Should the notebooks be pre-rendered (requires a dev machine or Docker image that works with all/most backends) or rendered on ReadTheDocs (potentially time-intensive, hard to configure dependencies)?
I think linking in plato-gallery would be great! I had some configuration for nbsphinx integration in the nbsphinx branch, but I ran into a problem with one of the backends and left it to solve later. Currently that branch just includes the test scenes and displays which primitives were used in each test scene, but having more intelligent/meaningful scenes in plato-gallery (perhaps expanding on the tutorial notebooks) would be useful.

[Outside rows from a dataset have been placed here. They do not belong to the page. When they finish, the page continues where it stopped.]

//! # Field Components
//!
//! Labeled value cells, metric boxes, checkboxes and section banners.

use super::Component;
use crate::render::{EmitContext, escape, escape_multiline};

/// Placeholder shown in a metric box with no value.
///
/// A value that was deliberately left blank and one that was never entered
/// render the same.
pub const METRIC_PLACEHOLDER: &str = "—";

const LABEL_STYLE: &str = "padding:4px 6px;border:1px solid #0f172a;background-color:#f1f5f9;\
font-size:8px;font-weight:bold;text-transform:uppercase;color:#0f172a;vertical-align:top;";

const VALUE_STYLE: &str = "padding:4px 6px;border:1px solid #0f172a;font-size:11px;\
color:#0f172a;vertical-align:top;height:14px;";

const ATTENTION_STYLE: &str = "background-color:#fef3c7;font-weight:900;color:#92400e;";

/// A labeled value cell.
///
/// ```
/// use hangar_docs::components::{ComponentExt, Field};
/// use hangar_docs::render::RenderMode;
///
/// let html = Field::new("P/N", Some("ABC-123")).span(50).render(RenderMode::Web);
/// assert!(html.contains("ABC-123"));
///
/// // Absent values render an empty cell, never "null"
/// let blank = Field::new("S/N", None).render(RenderMode::Web);
/// assert!(!blank.contains("null"));
/// ```
pub struct Field {
    label: String,
    value: Option<String>,
    span: u8,
    label_width: u8,
    attention: bool,
    multiline: bool,
}

impl Field {
    /// Create a full-width field with a 35% label column.
    pub fn new(label: impl Into<String>, value: Option<&str>) -> Self {
        Self {
            label: label.into(),
            value: value
                .map(str::trim)
                .filter(|v| !v.is_empty())
                .map(str::to_string),
            span: 100,
            label_width: 35,
            attention: false,
            multiline: false,
        }
    }

    /// Share of the enclosing row, in percent.
    pub fn span(mut self, percent: u8) -> Self {
        self.span = percent.clamp(1, 100);
        self
    }

    /// Width of the label column within the field, in percent.
    pub fn label_width(mut self, percent: u8) -> Self {
        self.label_width = percent.clamp(1, 99);
        self
    }

    /// Highlight the value.
    pub fn attention(mut self) -> Self {
        self.attention = true;
        self
    }

    /// Set the attention style conditionally.
    pub fn attention_if(mut self, attention: bool) -> Self {
        self.attention = attention;
        self
    }

    /// Keep line breaks in the value.
    pub fn multiline(mut self, multiline: bool) -> Self {
        self.multiline = multiline;
        self
    }
}

impl Component for Field {
    fn emit(&self, ctx: &mut EmitContext) {
        ctx.push(
            r#"<table class="wca-field" role="presentation" style="width:100%;border-collapse:collapse;table-layout:fixed;"><tr>"#,
        );
        ctx.push(&format!(
            r#"<td class="wca-field__label" style="width:{}%;{}">"#,
            self.label_width, LABEL_STYLE
        ));
        ctx.text(&self.label);
        ctx.push("</td>");

        if self.attention {
            ctx.push(&format!(
                r#"<td class="wca-field__value wca-field__value--attention" style="{}{}">"#,
                VALUE_STYLE, ATTENTION_STYLE
            ));
        } else {
            ctx.push(&format!(
                r#"<td class="wca-field__value" style="{}">"#,
                VALUE_STYLE
            ));
        }
        if let Some(value) = &self.value {
            if self.multiline {
                ctx.push(&escape_multiline(value));
            } else {
                ctx.text(value);
            }
        }
        ctx.push("</td></tr></table>");
    }

    fn row_share(&self) -> Option<u8> {
        Some(self.span)
    }
}

/// A boxed metric with a centered monospace value.
pub struct MetricBox {
    label: String,
    value: Option<String>,
    key: Option<String>,
}

impl MetricBox {
    pub fn new(label: impl Into<String>, value: Option<&str>) -> Self {
        Self {
            label: label.into(),
            value: value
                .map(str::trim)
                .filter(|v| !v.is_empty())
                .map(str::to_string),
            key: None,
        }
    }

    /// Machine-readable key written as `data-metric`.
    pub fn key(mut self, key: impl Into<String>) -> Self {
        self.key = Some(key.into());
        self
    }
}

impl Component for MetricBox {
    fn emit(&self, ctx: &mut EmitContext) {
        match &self.key {
            Some(key) => ctx.push(&format!(
                r#"<div class="wca-metric" data-metric="{}" style="border:1px solid #0f172a;text-align:center;">"#,
                escape(key)
            )),
            None => ctx.push(
                r#"<div class="wca-metric" style="border:1px solid #0f172a;text-align:center;">"#,
            ),
        }
        ctx.push(
            r#"<div class="wca-metric__label" style="padding:3px;background-color:#f1f5f9;border-bottom:1px solid #0f172a;font-size:8px;font-weight:bold;text-transform:uppercase;">"#,
        );
        ctx.text(&self.label);
        ctx.push("</div>");
        ctx.push(
            r#"<div class="wca-metric__value" style="padding:6px 3px;font-family:'Courier New',Courier,monospace;font-size:13px;font-weight:bold;">"#,
        );
        ctx.text(self.value.as_deref().unwrap_or(METRIC_PLACEHOLDER));
        ctx.push("</div></div>");
    }
}

/// A binary checkbox with a label.
pub struct Checkbox {
    label: String,
    checked: bool,
}

impl Checkbox {
    pub fn new(label: impl Into<String>, checked: bool) -> Self {
        Self {
            label: label.into(),
            checked,
        }
    }
}

impl Component for Checkbox {
    fn emit(&self, ctx: &mut EmitContext) {
        let (class, mark) = if self.checked {
            ("wca-checkbox wca-checkbox--checked", "X")
        } else {
            ("wca-checkbox", "&nbsp;")
        };
        ctx.push(&format!(
            r#"<span class="{}" style="display:inline-block;margin-right:10px;font-size:9px;font-weight:bold;white-space:nowrap;">"#,
            class
        ));
        ctx.push(
            r#"<span class="wca-checkbox__box" style="display:inline-block;width:11px;height:11px;line-height:11px;border:1px solid #0f172a;text-align:center;font-size:9px;margin-right:4px;vertical-align:middle;">"#,
        );
        ctx.push(mark);
        ctx.push("</span>");
        ctx.text(&self.label);
        ctx.push("</span>");
    }
}

/// A dark section title bar.
pub struct SectionBanner {
    title: String,
}

impl SectionBanner {
    pub fn new(title: impl Into<String>) -> Self {
        Self {
            title: title.into(),
        }
    }
}

impl Component for SectionBanner {
    fn emit(&self, ctx: &mut EmitContext) {
        ctx.push(
            r#"<div class="wca-banner" style="background-color:#0f172a;color:#ffffff;padding:4px 8px;font-size:10px;font-weight:900;letter-spacing:1px;text-transform:uppercase;">"#,
        );
        ctx.text(&self.title);
        ctx.push("</div>");
    }
}

#[cfg(test)]
mod tests {
    use super::*;
    use crate::components::ComponentExt;
    use crate::render::RenderMode;

    #[test]
    fn test_field_renders_label_and_value() {
        let html = Field::new("P/N", Some("ABC-123")).render(RenderMode::Web);
        assert!(html.contains(">P/N</td>"));
        assert!(html.contains(">ABC-123</td>"));
        assert!(html.contains("width:35%"));
    }

    #[test]
    fn test_field_absent_value_is_empty_cell() {
        let html = Field::new("S/N", None).render(RenderMode::Print);
        assert!(html.contains(r#"class="wca-field__value""#));
        assert!(html.ends_with("\"></td></tr></table>"));
        assert!(!html.contains("undefined"));
        assert!(!html.contains("null"));
    }

    #[test]
    fn test_field_escapes_value() {
        let html = Field::new("NOTE", Some("<script>")).render(RenderMode::Web);
        assert!(html.contains("&lt;script&gt;"));
        assert!(!html.contains("<script>"));
    }

    #[test]
    fn test_field_attention_style() {
        let html = Field::new("SHELF LIFE", Some("2025-12-31"))
            .attention()
            .render(RenderMode::Web);
        assert!(html.contains("wca-field__value--attention"));
    }

    #[test]
    fn test_field_multiline() {
        let html = Field::new("REPORT", Some("line 1\nline 2"))
            .multiline(true)
            .render(RenderMode::Web);
        assert!(html.contains("line 1<br>line 2"));
    }

    #[test]
    fn test_field_span_and_label_width() {
        let field = Field::new("A", None).span(50).label_width(40);
        assert_eq!(field.row_share(), Some(50));
        assert!(field.render(RenderMode::Web).contains("width:40%"));
    }

    #[test]
    fn test_metric_box_placeholder() {
        let html = MetricBox::new("TSO", None).render(RenderMode::Web);
        assert!(html.contains(METRIC_PLACEHOLDER));
        let blank = MetricBox::new("TSO", Some("  ")).render(RenderMode::Web);
        assert_eq!(html, blank);
    }

    #[test]
    fn test_metric_box_key() {
        let html = MetricBox::new("TSO", Some("300")).key("tso").render(RenderMode::Web);
        assert!(html.contains(r#"data-metric="tso""#));
        assert!(html.contains(">300</div>"));
    }

    #[test]
    fn test_checkbox_states() {
        let on = Checkbox::new("SIGNED", true).render(RenderMode::Web);
        let off = Checkbox::new("SIGNED", false).render(RenderMode::Web);
        assert!(on.contains("wca-checkbox--checked"));
        assert!(on.contains(">X</span>"));
        assert!(!off.contains("wca-checkbox--checked"));
    }

    #[test]
    fn test_section_banner() {
        let html = SectionBanner::new("01. ADMIN & RECORD").render(RenderMode::Web);
        assert!(html.contains("01. ADMIN &amp; RECORD"));
    }
}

I think showcasing all the backends (to the extent that we can) would be useful; obviously some things lend themselves to looking nicer when raytraced than others, so keeping that in mind when choosing would be great.
If they are in plato-gallery already, I think it's fine to have the notebooks be pre-rendered (especially since readthedocs times out builds pretty quickly, if I recall correctly). If you want a docker image, I think you should be able to use the plato-tests image or generate one with repo2docker on either the plato or plato-gallery repositories, since binder integration with both has been working for a while now...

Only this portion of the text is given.